Friday, February 17, 2012

The Case for Healing Systems

We don't need another word about taking a day off! Most of the stuff I read about clergy health has to do with getting ministers to make a personal change. For every ten articles read on the subject, you will possibly find one that attempts some larger analysis of the problem.

The question of justice, of first doing no harm, asks, why is the health and wholeness of clergy falling at a rate faster than the health of parishioners? Very few are asking it- fewer are addressing it.

While there are exceptions, many pieces patronizingly conclude the obvious, with a sort of Good Housekeeping checklist for better health: better diet and exercise and rest. But that's all you get if the problem of clergy burn-out is only about certain individuals being careless about their health.

In some harsher, more extreme pieces, the culprits lie with clergy themselves: our idolatry, false teaching, and lack of true repentance is what gets us burned out. Elsewhere, clergy drop outs are explained by invalidating a previous call since what they said about you when you were ordained ("young and/or gifted") is no longer true.

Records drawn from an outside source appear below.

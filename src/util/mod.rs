//! Utility functions shared across the application.

mod secret;

pub use secret::SecretString;
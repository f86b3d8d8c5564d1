//! Executable GraphQL document model
//!
//! Only what classification needs: types in variable definitions and
//! directives are parsed but not kept.

#[derive(Debug, Clone, PartialEq)]
pub struct Document {
    pub definitions: Vec<Definition>,
}

impl Document {
    pub fn operations(&self) -> impl Iterator<Item = &Operation> {
        self.definitions.iter().filter_map(|d| match d {
            Definition::Operation(op) => Some(op),
            Definition::Fragment(_) => None,
        })
    }

    pub fn fragments(&self) -> impl Iterator<Item = &Fragment> {
        self.definitions.iter().filter_map(|d| match d {
            Definition::Fragment(fragment) => Some(fragment),
            Definition::Operation(_) => None,
        })
    }
}

#[derive(Debug, Clone, PartialEq)]
pub enum Definition {
    Operation(Operation),
    Fragment(Fragment),
}

#[derive(Debug, Clone, Copy, PartialEq, Eq)]
pub enum OperationKind {
    Query,
    Mutation,
    Subscription,
}

impl OperationKind {
    pub const fn as_str(&self) -> &'static str {
        match self {
            OperationKind::Query => "query",
            OperationKind::Mutation => "mutation",
            OperationKind::Subscription => "subscription",
        }
    }
}

#[derive(Debug, Clone, PartialEq)]
pub struct Operation {
    pub kind: OperationKind,
    pub name: Option<String>,
    pub variables: Vec<VariableDefinition>,
    pub selection_set: Vec<Selection>,
}

impl Operation {
    pub fn variable_default(&self, name: &str) -> Option<&Value> {
        self.variables
            .iter()
            .find(|v| v.name == name)
            .and_then(|v| v.default.as_ref())
    }
}

#[derive(Debug, Clone, PartialEq)]
pub struct VariableDefinition {
    pub name: String,
    pub default: Option<Value>,
}

#[derive(Debug, Clone, PartialEq)]
pub struct Fragment {
    pub name: String,
    pub type_condition: String,
    pub selection_set: Vec<Selection>,
}

#[derive(Debug, Clone, PartialEq)]
pub enum Selection {
    Field(Field),
    FragmentSpread(String),
    InlineFragment {
        type_condition: Option<String>,
        selection_set: Vec<Selection>,
    },
}

#[derive(Debug, Clone, PartialEq)]
pub struct Field {
    pub alias: Option<String>,
    pub name: String,
    pub arguments: Vec<(String, Value)>,
    pub selection_set: Vec<Selection>,
}

impl Field {
    pub fn argument(&self, name: &str) -> Option<&Value> {
        self.arguments
            .iter()
            .find(|(arg, _)| arg == name)
            .map(|(_, value)| value)
    }
}

/// An input value as written in the document
#[derive(Debug, Clone, PartialEq)]
pub enum Value {
    Variable(String),
    Int(String),
    Float(String),
    String(String),
    Boolean(bool),
    Null,
    Enum(String),
    List(Vec<Value>),
    Object(Vec<(String, Value)>),
}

The more we can reduce everything to a few maladjusted individuals having a problem, the more we can explain the problem away and no real structural changes or safeguards are needed. Of course more sabbath, real mentoring relationships, and regular spiritual direction are helpful for personal health and recovery! But with the institutional gold standard of success being higher and higher and higher numbers, we only become a healthier fuel for the furnace.

Friday, February 3, 2012

The Absurdity of Ministry Models

Richard Lischer's wonderful memoir, Open Secrets, reminded me of an oft repeated phrase from divinity school days. Being a "quivering mass of availability" was an epithet used for those of the Rogerian bent. Carl Rogers, the founder of the Rational-Emotive School of Psychotherapy, was the Socratic figure of the Twentieth Century.

In contrast to the Rogerian method of listening to and validating others, we were warned not be rudderless and passive in our pastoral leadership. It was the 80's and the new model, "pastoral assertiveness," was in. But the assertive leader, I later learned, assumed that one is available first to God and to oneself, in order to be fully present to others. As one wise clinician in pastoral care said, "The quality of any pastoral intervention depends on the quality of your inner self."

Like a vortex of false promises, the tempting lie is to try to please others or ourselves by copying some ideal. It makes us susceptible to being led away from our true self. We might become less aware of everyone in our life, even to God and ourselves. We easily wander off our true path- what we are gifted to do- in ministry to others.

Assuming we can conform to the image of what people consider to be successful, we may not be better off at all. Maybe the best "model" is none at all, because the people we serve are not abstractions --and neither are we! Why search for the ideal in what is ultimately false in you and thereby encourage others to do the same?

Our identity itself is a mystery, known and loved most exhaustively by God alone. (Psalm 139, I Corinthians 13). Our true self, our most alive and God -infused life is not about finding the ideal model or scheme in ministry, but rather, being connected to the life- giving Holy and Loving Spirit. This connection is the head water and the source of all ministry.